Margaret has been working with fourth grade teacher Liz Arvold at Elvira Elementary School of the Sunnyside Unified School District in South Tucson. Together, they have been implementing the Mathematics Common Core Standards by having the students keep a math journal where they write their thoughts about how they can solve a problem and why. One of the techniques used in class has been collective learning, where the students discuss in small groups of four or five what the answer to a question can be and why and then share their thoughts with the rest of the classroom. The motivation is to move away from traditional teaching methods where students are expected to memorize multiplication tables and recite them.

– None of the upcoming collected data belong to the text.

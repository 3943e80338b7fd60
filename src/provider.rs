//! Connection capability: the wallet/RPC surface every flow runs through.
//!
//! The client never reaches for a global wallet. It is handed a
//! [`ConnectionProvider`] that can report the current account, sign a message,
//! send a transaction and run a read-only call. [`crate::rpc::JsonRpcClient`]
//! is the production implementation; tests plug in an in-memory fake.

use alloy_primitives::{Address, Bytes, B256, U256};
use serde::{Deserialize, Serialize};
use std::future::Future;
use std::time::Duration;

use crate::error::SdkResult;
use crate::shared::EvmSignature;

// ─── TransactionRequest ──────────────────────────────────────────────────────

/// A contract call, either simulated (`eth_call`) or sent.
#[derive(Debug, Clone, PartialEq, Eq, Serialize, Deserialize)]
pub struct TransactionRequest {
    pub from: Option<Address>,
    pub to: Address,
    pub data: Bytes,
    /// Explicit gas limit; `None` lets the node estimate.
    pub gas: Option<u64>,
    pub value: U256,
}

impl TransactionRequest {
    pub fn new(to: Address, data: impl Into<Bytes>) -> Self {
        Self {
            from: None,
            to,
            data: data.into(),
            gas: None,
            value: U256::ZERO,
        }
    }

    pub fn from(mut self, from: Address) -> Self {
        self.from = Some(from);
        self
    }

    pub fn gas(mut self, gas: u64) -> Self {
        self.gas = Some(gas);
        self
    }

    pub fn value(mut self, value: U256) -> Self {
        self.value = value;
        self
    }
}

// ─── ConnectionProvider ──────────────────────────────────────────────────────

/// Wallet and chain access injected into [`crate::EvvmClient`].
pub trait ConnectionProvider: Send + Sync {
    /// The connected account, if any.
    fn current_account(&self) -> impl Future<Output = SdkResult<Option<Address>>> + Send;

    /// EIP-191 `personal_sign` of `message` by `account`.
    fn sign_message(
        &self,
        account: Address,
        message: &str,
    ) -> impl Future<Output = SdkResult<EvmSignature>> + Send;

    /// Broadcast a transaction and return its hash.
    fn send_transaction(
        &self,
        tx: TransactionRequest,
    ) -> impl Future<Output = SdkResult<B256>> + Send;

    /// Execute a read-only call against the latest block.
    fn call(&self, tx: TransactionRequest) -> impl Future<Output = SdkResult<Bytes>> + Send;
}

// ─── Account lookup ──────────────────────────────────────────────────────────

/// Bounded polling for a wallet that is still connecting.
#[derive(Debug, Clone, Copy, PartialEq, Eq, Serialize, Deserialize)]
#[serde(default)]
pub struct AccountRetry {
    /// Retries after the first lookup.
    pub max_retries: u32,
    #[serde(with = "crate::shared::serde_util::duration_ms")]
    pub delay: Duration,
}

impl Default for AccountRetry {
    fn default() -> Self {
        Self {
            max_retries: 10,
            delay: Duration::from_millis(200),
        }
    }
}

/// Look up the current account, polling while the provider has none.
///
/// A provider error counts as "not connected yet". Returns `None` once the
/// retries are exhausted.
pub async fn get_account_with_retry<P: ConnectionProvider>(
    provider: &P,
    policy: AccountRetry,
) -> Option<Address> {
    for attempt in 0..=policy.max_retries {
        match provider.current_account().await {
            Ok(Some(account)) => return Some(account),
            Ok(None) => {}
            Err(e) => tracing::debug!(attempt, error = %e, "Account lookup failed"),
        }
        if attempt < policy.max_retries {
            futures_timer::Delay::new(policy.delay).await;
        }
    }
    tracing::warn!(attempts = policy.max_retries + 1, "No account available");
    None
}

#[cfg(test)]
mod tests {
    use super::*;
    use crate::error::SdkError;
    use std::sync::atomic::{AtomicU32, Ordering};

    struct SlowWallet {
        calls: AtomicU32,
        ready_after: u32,
    }

    impl ConnectionProvider for SlowWallet {
        async fn current_account(&self) -> SdkResult<Option<Address>> {
            let n = self.calls.fetch_add(1, Ordering::SeqCst);
            if n == 0 {
                return Err(SdkError::Other("wallet locked".to_string()));
            }
            Ok((n >= self.ready_after).then_some(Address::repeat_byte(0x11)))
        }

        async fn sign_message(&self, _: Address, _: &str) -> SdkResult<EvmSignature> {
            Err(SdkError::Other("unused".to_string()))
        }

        async fn send_transaction(&self, _: TransactionRequest) -> SdkResult<B256> {
            Err(SdkError::Other("unused".to_string()))
        }

        async fn call(&self, _: TransactionRequest) -> SdkResult<Bytes> {
            Err(SdkError::Other("unused".to_string()))
        }
    }

    fn fast(max_retries: u32) -> AccountRetry {
        AccountRetry {
            max_retries,
            delay: Duration::from_millis(1),
        }
    }

    #[tokio::test]
    async fn test_account_found_after_polling() {
        let wallet = SlowWallet {
            calls: AtomicU32::new(0),
            ready_after: 3,
        };
        let account = get_account_with_retry(&wallet, fast(10)).await;
        assert_eq!(account, Some(Address::repeat_byte(0x11)));
        assert_eq!(wallet.calls.load(Ordering::SeqCst), 4);
    }

    #[tokio::test]
    async fn test_account_lookup_gives_up() {
        let wallet = SlowWallet {
            calls: AtomicU32::new(0),
            ready_after: u32::MAX,
        };
        assert_eq!(get_account_with_retry(&wallet, fast(2)).await, None);
        assert_eq!(wallet.calls.load(Ordering::SeqCst), 3);
    }

    #[test]
    fn test_default_account_retry() {
        let retry = AccountRetry::default();
        assert_eq!(retry.max_retries, 10);
        assert_eq!(retry.delay, Duration::from_millis(200));
    }

    #[test]
    fn test_transaction_request_builder() {
        let tx = TransactionRequest::new(Address::ZERO, vec![1u8, 2])
            .from(Address::repeat_byte(1))
            .gas(1_500_000);
        assert_eq!(tx.gas, Some(1_500_000));
        assert_eq!(tx.data.len(), 2);
        assert_eq!(tx.value, U256::ZERO);
    }
}
//! `JsonRpcClient`: a [`ConnectionProvider`] over Ethereum JSON-RPC.
//!
//! Reads (`eth_call`, `eth_chainId`, `eth_accounts`) retry with the
//! idempotent policy. `eth_sendTransaction` and `personal_sign` never retry.
//! When a [`LocalSigner`] is attached, messages for its address are signed
//! in-process and its address is reported as the current account.

use alloy_primitives::{Address, Bytes, B256};
use reqwest::Client;
use serde::de::DeserializeOwned;
use serde::Serialize;
use std::sync::atomic::{AtomicU64, Ordering};
use std::sync::Arc;
use std::time::Duration;

use crate::error::{RpcError, SdkError, SdkResult, SignerError};
use crate::provider::{ConnectionProvider, TransactionRequest};
use crate::rpc::retry::{RetryConfig, RetryPolicy};
use crate::rpc::wire::{parse_quantity, CallObject, JsonRpcRequest, JsonRpcResponse};
use crate::shared::EvmSignature;
use crate::signer::LocalSigner;

/// JSON-RPC connection to one node.
#[derive(Clone)]
pub struct JsonRpcClient {
    url: String,
    client: Client,
    next_id: Arc<AtomicU64>,
    signer: Option<Arc<LocalSigner>>,
    read_retry: RetryPolicy,
}

impl JsonRpcClient {
    pub fn new(url: &str) -> SdkResult<Self> {
        let mut builder = Client::builder();
        #[cfg(not(target_arch = "wasm32"))]
        {
            builder = builder
                .timeout(Duration::from_secs(30))
                .pool_max_idle_per_host(10);
        }

        Ok(Self {
            url: url.trim_end_matches('/').to_string(),
            client: builder.build().map_err(RpcError::from)?,
            next_id: Arc::new(AtomicU64::new(1)),
            signer: None,
            read_retry: RetryPolicy::Idempotent,
        })
    }

    /// Sign messages in-process with `signer`.
    pub fn with_signer(mut self, signer: LocalSigner) -> Self {
        self.signer = Some(Arc::new(signer));
        self
    }

    /// Override the retry policy used for reads.
    pub fn with_read_retry(mut self, config: RetryConfig) -> Self {
        self.read_retry = RetryPolicy::Custom(config);
        self
    }

    pub fn url(&self) -> &str {
        &self.url
    }

    // ── Methods ──────────────────────────────────────────────────────────

    pub async fn accounts(&self) -> Result<Vec<Address>, RpcError> {
        self.request("eth_accounts", (), self.read_retry.clone()).await
    }

    pub async fn chain_id(&self) -> Result<u64, RpcError> {
        let hex: String = self
            .request("eth_chainId", (), self.read_retry.clone())
            .await?;
        parse_quantity(&hex)
    }

    pub async fn eth_call(&self, tx: &TransactionRequest) -> Result<Bytes, RpcError> {
        self.request(
            "eth_call",
            (CallObject::from(tx), "latest"),
            self.read_retry.clone(),
        )
        .await
    }

    pub async fn send_call(&self, tx: &TransactionRequest) -> Result<B256, RpcError> {
        self.request("eth_sendTransaction", [CallObject::from(tx)], RetryPolicy::None)
            .await
    }

    pub async fn personal_sign(
        &self,
        account: Address,
        message: &str,
    ) -> Result<EvmSignature, SdkError> {
        let hex_message = format!("0x{}", hex::encode(message.as_bytes()));
        let raw: String = self
            .request("personal_sign", (hex_message, account), RetryPolicy::None)
            .await
            .map_err(|e| SignerError::Rejected(e.to_string()))?;
        raw.parse()
    }

    // ── Internal ─────────────────────────────────────────────────────────

    async fn request<T: DeserializeOwned, P: Serialize>(
        &self,
        method: &str,
        params: P,
        retry: RetryPolicy,
    ) -> Result<T, RpcError> {
        let config = match &retry {
            RetryPolicy::None => return self.do_request(method, &params).await,
            RetryPolicy::Idempotent => RetryConfig::idempotent(),
            RetryPolicy::Custom(c) => c.clone(),
        };

        let mut last_error = None;

        for attempt in 0..=config.max_retries {
            match self.do_request::<T, P>(method, &params).await {
                Ok(result) => return Ok(result),
                Err(e) => {
                    if let RpcError::RateLimited {
                        retry_after_ms: Some(ms),
                    } = &e
                    {
                        futures_timer::Delay::new(Duration::from_millis(*ms)).await;
                    }

                    if config.should_retry(&e) && attempt < config.max_retries {
                        let delay = config.delay_for_attempt(attempt);
                        tracing::debug!(
                            attempt = attempt + 1,
                            max = config.max_retries,
                            delay_ms = delay.as_millis() as u64,
                            "Retrying {} on {}",
                            method,
                            self.url
                        );
                        futures_timer::Delay::new(delay).await;
                        last_error = Some(e);
                    } else {
                        return Err(e);
                    }
                }
            }
        }

        Err(RpcError::MaxRetriesExceeded {
            attempts: config.max_retries + 1,
            last_error: last_error
                .map(|e| e.to_string())
                .unwrap_or_else(|| "unknown".to_string()),
        })
    }

    async fn do_request<T: DeserializeOwned, P: Serialize>(
        &self,
        method: &str,
        params: &P,
    ) -> Result<T, RpcError> {
        let id = self.next_id.fetch_add(1, Ordering::Relaxed);
        let body = JsonRpcRequest::new(id, method, params);

        let resp = self.client.post(&self.url).json(&body).send().await?;
        let status = resp.status();

        if status.is_success() {
            let parsed = resp.json::<JsonRpcResponse<T>>().await?;
            return parsed.into_result();
        }

        let status_code = status.as_u16();
        let retry_after_ms = resp
            .headers()
            .get(reqwest::header::RETRY_AFTER)
            .and_then(|v| v.to_str().ok())
            .and_then(|v| v.parse::<u64>().ok())
            .map(|secs| secs * 1000);
        let body_text = resp.text().await.unwrap_or_default();

        match status_code {
            429 => Err(RpcError::RateLimited { retry_after_ms }),
            408 | 504 if body_text.is_empty() => Err(RpcError::Timeout),
            _ => Err(RpcError::ServerError {
                status: status_code,
                body: body_text,
            }),
        }
    }
}

impl std::fmt::Debug for JsonRpcClient {
    fn fmt(&self, f: &mut std::fmt::Formatter<'_>) -> std::fmt::Result {
        f.debug_struct("JsonRpcClient")
            .field("url", &self.url)
            .field("signer", &self.signer.as_ref().map(|s| s.address()))
            .finish()
    }
}

impl ConnectionProvider for JsonRpcClient {
    async fn current_account(&self) -> SdkResult<Option<Address>> {
        if let Some(signer) = &self.signer {
            return Ok(Some(signer.address()));
        }
        Ok(self.accounts().await?.into_iter().next())
    }

    async fn sign_message(&self, account: Address, message: &str) -> SdkResult<EvmSignature> {
        match &self.signer {
            Some(signer) if signer.address() == account => Ok(signer.sign_message(message)?),
            _ => self.personal_sign(account, message).await,
        }
    }

    async fn send_transaction(&self, tx: TransactionRequest) -> SdkResult<B256> {
        Ok(self.send_call(&tx).await?)
    }

    async fn call(&self, tx: TransactionRequest) -> SdkResult<Bytes> {
        Ok(self.eth_call(&tx).await?)
    }
}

Rather, we want the students to think about a problem and get used to posing different ways of solving it. Multiple solution methods are reviewed and no one method is preferred, the students have the freedom to pick what is the easiest for him or her to use. Sometimes, to change the classroom setting and expose the students to ‘Math in the real world’, Margaret takes several optics demonstrations and experiments to the classroom so that the students may learn different optical and physical phenomena.
The year before I became a GTEAMS fellow, I taught college level optics classes and after completing a Certificate in College Teaching while teaching those classes, I felt more comfortable as an instructor in front of a classroom. However, that has nothing to do with teaching mathematics to fourth graders. Their questions and answers can rarely be anticipated, but being their teacher has been an extremely rewarding experience.

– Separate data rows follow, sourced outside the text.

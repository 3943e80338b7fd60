//! Staking: golden, presale, public and service staking.
//!
//! Every variant pays the staking contract in principal tokens at
//! 5083 tokens per staking unit, except presale staking which is fixed at one
//! token. Unstaking signs the same payment shape as staking; the contract
//! decides what is refunded.
//!
//! Golden staking is reserved for the golden fisher and carries no action
//! signature: the payment alone authorizes it.

pub mod abi;
pub mod client;

use alloy_primitives::{Address, U256};
use serde::{Deserialize, Serialize};

use crate::action::{ActionPayload, SignableAction};
use crate::domain::EvvmPaymentArgs;
use crate::error::{SdkError, SdkResult};
use crate::payment::SignablePayment;
use crate::shared::{require_address, staking_amount, CanonicalField, WEI_PER_TOKEN};
use abi::IStaking;

/// Presale staking always moves exactly one unit, paid as one principal token.
pub const PRESALE_STAKING_UNITS: u64 = 1;

pub fn presale_payment_amount() -> U256 {
    U256::from(WEI_PER_TOKEN)
}

fn require_units(units: U256) -> SdkResult<()> {
    if units.is_zero() {
        return Err(SdkError::Validation(
            "amount of staking must be at least one unit".to_string(),
        ));
    }
    Ok(())
}

// ─── Golden staking ──────────────────────────────────────────────────────────

#[derive(Debug, Clone, PartialEq, Eq, Serialize, Deserialize)]
pub struct GoldenStaking {
    pub is_staking: bool,
    pub units: U256,
}

impl GoldenStaking {
    pub fn stake(units: U256) -> Self {
        Self {
            is_staking: true,
            units,
        }
    }

    pub fn unstake(units: U256) -> Self {
        Self {
            is_staking: false,
            units,
        }
    }

    pub fn validate(&self) -> SdkResult<()> {
        require_units(self.units)
    }

    /// `units × 5083 × 10^18`.
    pub fn payment_amount(&self) -> SdkResult<U256> {
        staking_amount(self.units)
    }
}

// ─── Presale staking ─────────────────────────────────────────────────────────

#[derive(Debug, Clone, PartialEq, Eq, Serialize, Deserialize)]
pub struct PresaleStaking {
    pub is_staking: bool,
    pub nonce: U256,
}

impl ActionPayload for PresaleStaking {
    fn function_name(&self) -> &'static str {
        "presaleStaking"
    }

    fn nonce(&self) -> U256 {
        self.nonce
    }

    fn fields(&self) -> Vec<String> {
        vec![
            self.is_staking.canonical(),
            PRESALE_STAKING_UNITS.canonical(),
            self.nonce.canonical(),
        ]
    }
}

// ─── Public staking ──────────────────────────────────────────────────────────

#[derive(Debug, Clone, PartialEq, Eq, Serialize, Deserialize)]
pub struct PublicStaking {
    pub is_staking: bool,
    pub units: U256,
    pub nonce: U256,
}

impl PublicStaking {
    pub fn payment_amount(&self) -> SdkResult<U256> {
        staking_amount(self.units)
    }
}

impl ActionPayload for PublicStaking {
    fn function_name(&self) -> &'static str {
        "publicStaking"
    }

    fn nonce(&self) -> U256 {
        self.nonce
    }

    fn fields(&self) -> Vec<String> {
        vec![
            self.is_staking.canonical(),
            self.units.canonical(),
            self.nonce.canonical(),
        ]
    }

    fn validate(&self) -> SdkResult<()> {
        require_units(self.units)
    }
}

/// Staking on behalf of a service contract.
#[derive(Debug, Clone, PartialEq, Eq, Serialize, Deserialize)]
pub struct PublicServiceStaking {
    pub service: Address,
    pub is_staking: bool,
    pub units: U256,
    pub nonce: U256,
}

impl PublicServiceStaking {
    pub fn payment_amount(&self) -> SdkResult<U256> {
        staking_amount(self.units)
    }
}

impl ActionPayload for PublicServiceStaking {
    fn function_name(&self) -> &'static str {
        "publicServiceStaking"
    }

    fn nonce(&self) -> U256 {
        self.nonce
    }

    fn fields(&self) -> Vec<String> {
        vec![
            self.service.canonical(),
            self.is_staking.canonical(),
            self.units.canonical(),
            self.nonce.canonical(),
        ]
    }

    fn validate(&self) -> SdkResult<()> {
        require_address("service", &self.service)?;
        require_units(self.units)
    }
}

// ─── Call builders ───────────────────────────────────────────────────────────

pub fn golden_staking_call(
    input: &GoldenStaking,
    payment: &SignablePayment,
) -> SdkResult<IStaking::goldenStakingCall> {
    input.validate()?;
    Ok(IStaking::goldenStakingCall {
        isStaking: input.is_staking,
        amountOfStaking: input.units,
        signature_EVVM: payment.signature_bytes()?,
    })
}

pub fn presale_staking_call(
    action: &SignableAction<PresaleStaking>,
    payment: &SignablePayment,
) -> SdkResult<IStaking::presaleStakingCall> {
    let evvm = EvvmPaymentArgs::from_payment(payment)?;
    Ok(IStaking::presaleStakingCall {
        user: action.actor,
        isStaking: action.payload.is_staking,
        nonce: action.payload.nonce,
        signature: action.signature_bytes()?,
        priorityFee_EVVM: evvm.priority_fee,
        nonce_EVVM: evvm.nonce,
        priorityFlag_EVVM: evvm.priority_flag,
        signature_EVVM: evvm.signature,
    })
}

pub fn public_staking_call(
    action: &SignableAction<PublicStaking>,
    payment: &SignablePayment,
) -> SdkResult<IStaking::publicStakingCall> {
    let evvm = EvvmPaymentArgs::from_payment(payment)?;
    Ok(IStaking::publicStakingCall {
        user: action.actor,
        isStaking: action.payload.is_staking,
        amountOfStaking: action.payload.units,
        nonce: action.payload.nonce,
        signature: action.signature_bytes()?,
        priorityFee_EVVM: evvm.priority_fee,
        nonce_EVVM: evvm.nonce,
        priorityFlag_EVVM: evvm.priority_flag,
        signature_EVVM: evvm.signature,
    })
}

pub fn public_service_staking_call(
    action: &SignableAction<PublicServiceStaking>,
    payment: &SignablePayment,
) -> SdkResult<IStaking::publicServiceStakingCall> {
    let evvm = EvvmPaymentArgs::from_payment(payment)?;
    Ok(IStaking::publicServiceStakingCall {
        user: action.actor,
        service: action.payload.service,
        isStaking: action.payload.is_staking,
        amountOfStaking: action.payload.units,
        nonce: action.payload.nonce,
        signature: action.signature_bytes()?,
        priorityFee_EVVM: evvm.priority_fee,
        nonce_EVVM: evvm.nonce,
        priorityFlag_EVVM: evvm.priority_flag,
        signature_EVVM: evvm.signature,
    })
}

#[cfg(test)]
mod tests {
    use super::*;
    use crate::payment::PaymentParams;
    use crate::shared::{Priority, Recipient, PRINCIPAL_TOKEN};
    use crate::signer::LocalSigner;
    use alloy_primitives::address;

    #[test]
    fn test_golden_amount_two_units() {
        let golden = GoldenStaking::stake(U256::from(2u64));
        assert_eq!(
            golden.payment_amount().unwrap(),
            U256::from(10_166u64) * U256::from(WEI_PER_TOKEN)
        );
    }

    #[test]
    fn test_unpayable_units_rejected() {
        let public = PublicStaking {
            is_staking: true,
            units: U256::MAX / U256::from(1000u64),
            nonce: U256::ZERO,
        };
        assert!(public.validate().is_ok());
        assert!(matches!(public.payment_amount(), Err(SdkError::Validation(_))));
        assert!(GoldenStaking::stake(U256::MAX).payment_amount().is_err());
    }

    #[test]
    fn test_zero_units_rejected() {
        assert!(GoldenStaking::unstake(U256::ZERO).validate().is_err());
        let public = PublicStaking {
            is_staking: true,
            units: U256::ZERO,
            nonce: U256::ZERO,
        };
        assert!(public.validate().is_err());
    }

    #[test]
    fn test_presale_message_fixes_one_unit() {
        let presale = PresaleStaking {
            is_staking: false,
            nonce: U256::from(8u64),
        };
        assert_eq!(
            presale.canonical_message(U256::from(1074u64)),
            "1074,presaleStaking,false,1,8"
        );
        assert_eq!(presale_payment_amount(), U256::from(WEI_PER_TOKEN));
    }

    #[test]
    fn test_public_and_service_messages() {
        let public = PublicStaking {
            is_staking: true,
            units: U256::from(3u64),
            nonce: U256::from(5u64),
        };
        assert_eq!(
            public.canonical_message(U256::from(1u64)),
            "1,publicStaking,true,3,5"
        );

        let service = PublicServiceStaking {
            service: address!("00000000000000000000000000000000000000aa"),
            is_staking: true,
            units: U256::from(3u64),
            nonce: U256::from(5u64),
        };
        assert_eq!(
            service.canonical_message(U256::from(1u64)),
            "1,publicServiceStaking,0x00000000000000000000000000000000000000aa,true,3,5"
        );
        assert_eq!(service.payment_amount().unwrap(), public.payment_amount().unwrap());
    }

    #[test]
    fn test_golden_call_uses_payment_signature() {
        let signer = LocalSigner::random();
        let staking = address!("00000000000000000000000000000000000000cc");
        let golden = GoldenStaking::stake(U256::from(2u64));
        let params = PaymentParams {
            recipient: Recipient::Address(staking),
            token: PRINCIPAL_TOKEN,
            amount: golden.payment_amount().unwrap(),
            priority_fee: U256::ZERO,
            nonce: U256::from(1u64),
            priority: Priority::Sync,
            executor: staking,
        };
        let mut payment = SignablePayment::new(signer.address(), U256::from(1u64), params);
        payment.sign_local(&signer).unwrap();

        let call = golden_staking_call(&golden, &payment).unwrap();
        assert!(call.isStaking);
        assert_eq!(call.amountOfStaking, U256::from(2u64));
        assert_eq!(call.signature_EVVM, payment.signature_bytes().unwrap());
    }
}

Learning about how the school system works, the challenges the teachers face and the struggles the students have to overcome has made me more aware of the much needed work that we must do to improve the school system and the value of grants like GTEAMS. My teacher partner has taught me to reword and sometimes rethink my lesson plans. I often found myself wanting to do a lot and forgot that the value was in going through less material in a more detailed manner.

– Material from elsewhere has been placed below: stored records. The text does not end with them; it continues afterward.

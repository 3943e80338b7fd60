//! Envelope lifecycle: `Unsigned → Signing → Signed → Submitting → Confirmed | Failed`.
//!
//! Transitions never skip a state. `Confirmed` and `Failed` are terminal, and a
//! failed envelope is never resubmitted: a retry means building a new envelope
//! with a fresh nonce.

use alloy_primitives::B256;
use serde::{Deserialize, Serialize};

use crate::error::StateError;

#[derive(Debug, Clone, Copy, PartialEq, Eq, Hash, Serialize, Deserialize)]
#[serde(rename_all = "snake_case")]
pub enum EnvelopeState {
    Unsigned,
    Signing,
    Signed,
    Submitting,
    Confirmed,
    Failed,
}

impl EnvelopeState {
    pub fn as_str(&self) -> &'static str {
        match self {
            Self::Unsigned => "unsigned",
            Self::Signing => "signing",
            Self::Signed => "signed",
            Self::Submitting => "submitting",
            Self::Confirmed => "confirmed",
            Self::Failed => "failed",
        }
    }

    pub fn is_terminal(&self) -> bool {
        matches!(self, Self::Confirmed | Self::Failed)
    }

    /// Whether `next` directly follows `self`.
    pub fn can_transition_to(&self, next: EnvelopeState) -> bool {
        matches!(
            (self, next),
            (Self::Unsigned, Self::Signing)
                | (Self::Signing, Self::Signed)
                | (Self::Signed, Self::Submitting)
                | (Self::Submitting, Self::Confirmed)
                | (Self::Submitting, Self::Failed)
        )
    }
}

impl std::fmt::Display for EnvelopeState {
    fn fmt(&self, f: &mut std::fmt::Formatter<'_>) -> std::fmt::Result {
        write!(f, "{}", self.as_str())
    }
}

/// Tracks one envelope's position in the lifecycle plus every state it passed.
#[derive(Debug, Clone, PartialEq, Eq, Serialize, Deserialize)]
pub struct EnvelopeLifecycle {
    state: EnvelopeState,
    history: Vec<EnvelopeState>,
    tx_hash: Option<B256>,
    failure: Option<String>,
}

impl EnvelopeLifecycle {
    pub fn new() -> Self {
        Self {
            state: EnvelopeState::Unsigned,
            history: vec![EnvelopeState::Unsigned],
            tx_hash: None,
            failure: None,
        }
    }

    pub fn state(&self) -> EnvelopeState {
        self.state
    }

    /// Every state visited so far, starting with `Unsigned`.
    pub fn history(&self) -> &[EnvelopeState] {
        &self.history
    }

    pub fn tx_hash(&self) -> Option<B256> {
        self.tx_hash
    }

    pub fn failure(&self) -> Option<&str> {
        self.failure.as_deref()
    }

    fn transition(&mut self, next: EnvelopeState) -> Result<(), StateError> {
        if self.state.is_terminal() {
            return Err(StateError::Terminal(self.state));
        }
        if !self.state.can_transition_to(next) {
            return Err(StateError::InvalidTransition {
                from: self.state,
                to: next,
            });
        }
        tracing::debug!(from = %self.state, to = %next, "Envelope transition");
        self.state = next;
        self.history.push(next);
        Ok(())
    }

    pub fn begin_signing(&mut self) -> Result<(), StateError> {
        self.transition(EnvelopeState::Signing)
    }

    pub fn mark_signed(&mut self) -> Result<(), StateError> {
        self.transition(EnvelopeState::Signed)
    }

    pub fn begin_submitting(&mut self) -> Result<(), StateError> {
        self.transition(EnvelopeState::Submitting)
    }

    pub fn confirm(&mut self, tx_hash: B256) -> Result<(), StateError> {
        self.transition(EnvelopeState::Confirmed)?;
        self.tx_hash = Some(tx_hash);
        Ok(())
    }

    pub fn fail(&mut self, reason: impl Into<String>) -> Result<(), StateError> {
        self.transition(EnvelopeState::Failed)?;
        self.failure = Some(reason.into());
        Ok(())
    }
}

impl Default for EnvelopeLifecycle {
    fn default() -> Self {
        Self::new()
    }
}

Learning classroom management skills from Liz was one of the most fun and effective tools I used in the classroom. However, I constantly felt that my students were well behaved most of the time, which made classroom management a lot easier for me. Finally, the most important lesson I learned was the value of ‘Culturally responsive mathematics’. I learned this at a technical conference about mathematics education and soon realized, what only seems natural, that when the student can connect the lesson with real world problems, or issues that come up at home, the lesson learned goes beyond the classroom and they better remember the skill or concept taught.